I am not so sure how much I want to know her. I have no connection to her except him. And I would have a hard time with the two of them together only because, while yes the pain has lessened a great deal, I am afraid that seeing her may rip it open again. Him meeting her ended something that had become an important part of my life for almost a year. I know it isn't completely fair to her. And if she is going to be a big part of his life, and she is going to make an effort, then I should. I am just not sure if I want to. That's why I am confused.
If it was any other girl, I wouldn't have the problem. I am fine with that fact one of his exgirlfriends is trying to wiggle herself back into his life. And I know she would jump him if given half a chance.

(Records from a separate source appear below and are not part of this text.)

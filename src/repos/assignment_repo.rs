/*
 * Responsibility
 * - SQLx operations for the assignments table
 * - Only what the gated mutation routes need; full assignment CRUD lives
 *   with the course-management handlers
 */
use sqlx::PgPool;
use uuid::Uuid;

use crate::repos::error::RepoError;

pub async fn delete(db: &PgPool, assignment_id: Uuid) -> Result<bool, RepoError> {
    let result = sqlx::query(
        r#"
        DELETE FROM assignments
        WHERE "assignmentId" = $1
        "#,
    )
    .bind(assignment_id)
    .execute(db)
    .await?;

    Ok(result.rows_affected() > 0)
}
/*
 * Responsibility
 * - Load environment configuration (DATABASE_URL, allow-lists, auth settings,
 *   feature flags, rate-limit thresholds)
 * - Validate settings (missing values fail startup)
 * - Production safety guard: refuse to serve under insecure configuration
 */
use std::fmt;
use std::net::SocketAddr;
use std::str::FromStr;

#[derive(Debug, Clone, Copy, PartialEq, Eq)]
pub enum AppEnv {
    Development,
    Production,
}

impl AppEnv {
    pub fn from_env() -> Self {
        match std::env::var("APP_ENV")
            .unwrap_or_else(|_| "development".to_string())
            .to_ascii_lowercase()
            .as_str()
        {
            "production" | "prod" => Self::Production,
            _ => Self::Development,
        }
    }

    pub fn is_production(&self) -> bool {
        matches!(self, Self::Production)
    }
}

#[derive(Debug)]
pub enum ConfigError {
    Missing(&'static str),
    Invalid(&'static str),
    /// Production safety violation: serving would mean running with a
    /// security-relevant misconfiguration, so startup must abort.
    Insecure(&'static str),
}

impl fmt::Display for ConfigError {
    fn fmt(&self, f: &mut fmt::Formatter<'_>) -> fmt::Result {
        match self {
            ConfigError::Missing(key) => write!(f, "missing configuration: {}", key),
            ConfigError::Invalid(key) => write!(f, "invalid configuration: {}", key),
            ConfigError::Insecure(what) => {
                write!(f, "insecure production configuration: {}", what)
            }
        }
    }
}

impl std::error::Error for ConfigError {}

/// Platform-side asymmetric key material (public/private/key-id).
///
/// The gate itself only verifies; this material is what lets the platform
/// participate in provider-facing signed exchanges, so the production guard
/// requires it whenever provider verification is enabled.
#[derive(Clone)]
pub struct ProviderKeyMaterial {
    pub public_key_pem: String,
    pub private_key_pem: String,
    pub key_id: String,
}

impl fmt::Debug for ProviderKeyMaterial {
    fn fmt(&self, f: &mut fmt::Formatter<'_>) -> fmt::Result {
        // Do not print key material
        f.debug_struct("ProviderKeyMaterial")
            .field("key_id", &self.key_id)
            .finish()
    }
}

pub struct Config {
    pub addr: SocketAddr,
    pub database_url: String,

    pub app_env: AppEnv,

    /// Shared by the CORS layer and the CSP `connect-src` directive.
    pub cors_allowed_origins: Vec<String>,
    /// Extra origins the platform is allowed to embed (CSP `frame-src`).
    pub frame_src_allowed_origins: Vec<String>,

    pub runtime_token_secret: String,
    pub token_leeway_seconds: u64,

    pub jwks_cache_ttl_seconds: u64,
    pub jwks_fetch_timeout_seconds: u64,

    pub csrf_enforcement: bool,
    pub embedder_policy: bool,
    pub provider_verification: bool,
    pub outcome_test_mode: bool,

    pub provider_key: Option<ProviderKeyMaterial>,

    pub webhook_rate_limit: u32,
    pub mutation_rate_limit: u32,
    pub rate_limit_window_ms: u64,
}

fn env_list(key: &str) -> Vec<String> {
    std::env::var(key)
        .unwrap_or_default()
        .split(',')
        .map(|s| s.trim().to_string())
        .filter(|s| !s.is_empty())
        .collect()
}

fn env_flag(key: &str) -> bool {
    matches!(
        std::env::var(key)
            .unwrap_or_default()
            .to_ascii_lowercase()
            .as_str(),
        "1" | "true" | "yes" | "on"
    )
}

fn env_u64(key: &str, default: u64) -> u64 {
    std::env::var(key)
        .ok()
        .and_then(|v| v.parse().ok())
        .unwrap_or(default)
}

impl Config {
    pub fn from_env() -> Result<Self, ConfigError> {
        dotenvy::dotenv().ok();

        let port: u16 = std::env::var("PORT")
            .ok()
            .and_then(|s| s.parse().ok())
            .unwrap_or(3000);

        let addr: SocketAddr = SocketAddr::from_str(&format!("0.0.0.0:{}", port))
            .map_err(|_| ConfigError::Invalid("PORT"))?;

        let database_url =
            std::env::var("DATABASE_URL").map_err(|_| ConfigError::Missing("DATABASE_URL"))?;

        let app_env = AppEnv::from_env();

        let runtime_token_secret = std::env::var("RUNTIME_TOKEN_SECRET")
            .map_err(|_| ConfigError::Missing("RUNTIME_TOKEN_SECRET"))?;
        if runtime_token_secret.trim().is_empty() {
            return Err(ConfigError::Invalid("RUNTIME_TOKEN_SECRET"));
        }

        // Present only when all three parts are set; partially set material is
        // treated as a configuration mistake rather than silently ignored.
        let provider_key = match (
            std::env::var("PROVIDER_KEY_PUBLIC_PEM").ok(),
            std::env::var("PROVIDER_KEY_PRIVATE_PEM").ok(),
            std::env::var("PROVIDER_KEY_ID").ok(),
        ) {
            (Some(public), Some(private), Some(key_id)) => Some(ProviderKeyMaterial {
                public_key_pem: public.replace("\\n", "\n"),
                private_key_pem: private.replace("\\n", "\n"),
                key_id,
            }),
            (None, None, None) => None,
            _ => return Err(ConfigError::Invalid("PROVIDER_KEY_* (all three or none)")),
        };

        Ok(Self {
            addr,
            database_url,
            app_env,
            cors_allowed_origins: env_list("CORS_ALLOWED_ORIGINS"),
            frame_src_allowed_origins: env_list("FRAME_SRC_ALLOWED_ORIGINS"),
            runtime_token_secret,
            token_leeway_seconds: env_u64("TOKEN_LEEWAY_SECONDS", 60),
            jwks_cache_ttl_seconds: env_u64("JWKS_CACHE_TTL_SECONDS", 300),
            jwks_fetch_timeout_seconds: env_u64("JWKS_FETCH_TIMEOUT_SECONDS", 3),
            csrf_enforcement: env_flag("CSRF_ENFORCEMENT"),
            embedder_policy: env_flag("EMBEDDER_POLICY"),
            provider_verification: env_flag("PROVIDER_VERIFICATION"),
            outcome_test_mode: env_flag("OUTCOME_TEST_MODE"),
            provider_key,
            webhook_rate_limit: env_u64("RATE_LIMIT_WEBHOOK", 30) as u32,
            mutation_rate_limit: env_u64("RATE_LIMIT_MUTATION", 10) as u32,
            rate_limit_window_ms: env_u64("RATE_LIMIT_WINDOW_MS", 60_000),
        })
    }

    /// Production safety guard (boot half).
    ///
    /// Runs once before serving. Outside production everything passes; in
    /// production each violation is fatal, never degraded:
    /// - backing store must be Postgres over TLS
    /// - provider verification requires the platform key material
    /// - the outcome test bypass must not be active
    pub fn validate(&self) -> Result<(), ConfigError> {
        if !self.app_env.is_production() {
            return Ok(());
        }

        if !(self.database_url.starts_with("postgres://")
            || self.database_url.starts_with("postgresql://"))
        {
            return Err(ConfigError::Insecure("DATABASE_URL: unsupported scheme"));
        }
        let tls_ok = ["sslmode=require", "sslmode=verify-ca", "sslmode=verify-full"]
            .iter()
            .any(|m| self.database_url.contains(m));
        if !tls_ok {
            return Err(ConfigError::Insecure("DATABASE_URL: TLS (sslmode) required"));
        }

        if self.provider_verification && self.provider_key.is_none() {
            return Err(ConfigError::Insecure(
                "PROVIDER_VERIFICATION enabled without PROVIDER_KEY_* material",
            ));
        }

        if self.outcome_test_mode {
            return Err(ConfigError::Insecure("OUTCOME_TEST_MODE active"));
        }

        Ok(())
    }
}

If he wants her, thats his choice.
Squeaker dear, Sojo is so right. The only one being hurt here is YOU.
If you need him as a friend, hang on to him. But don't allow yourself to be hurt by him in any way. I don't think you should meet that girl right now. It's too soon. This is not some sort of a test of your friendship with him. If he doesn't understand how you feel, then either he's not worthy of your friendship or there's a huge communication gap that needs filling.
And who cares if she's making an effort!? That's just "lovely", but she's got what she wants while you're sitting in the wings. Uh uh... if she's so nice, then she'll understand that you don't want to meet her right now. And you know, she's probably jealous of your friendship with the boy, and wants to take a good look at you!
Listen sweetie, he's a dear friend, but you have a life to live. You can't skip around his all the time. Keep your friendship, but move on with your life. It's not good for him to see you as being "always there" either. It makes you unattractive. Tell him you'd love to see him, but you just don't have time in your busy life to meet her right now. You've got other friends, a job, a life, things to do. You're not hanging around waiting for the dregs of his friendship.
I know how difficult it is to see clearly when you're right in the middle of such a situation. We're not trying to be know-it-alls, but it's easier for us to see what's going on, even when we're not right there with you. You're worthy of greater things; Squeak, and we love you too much not to be honest with you.
Okay, that's a **** of a lot of rambling.
I hope I haven't done my usual foot-in-the-mouth-thing, for which I'm so famous.
Squeaker,
Sojo and Ellis are right on the money. You need time to adjust to him first before you can take on meeting his new friend. All in good time my dear. There is nothing more I can add that these other two smart chicks have not already mentioned.
Go out with your other friends and have a good time. Enjoy life sweetie!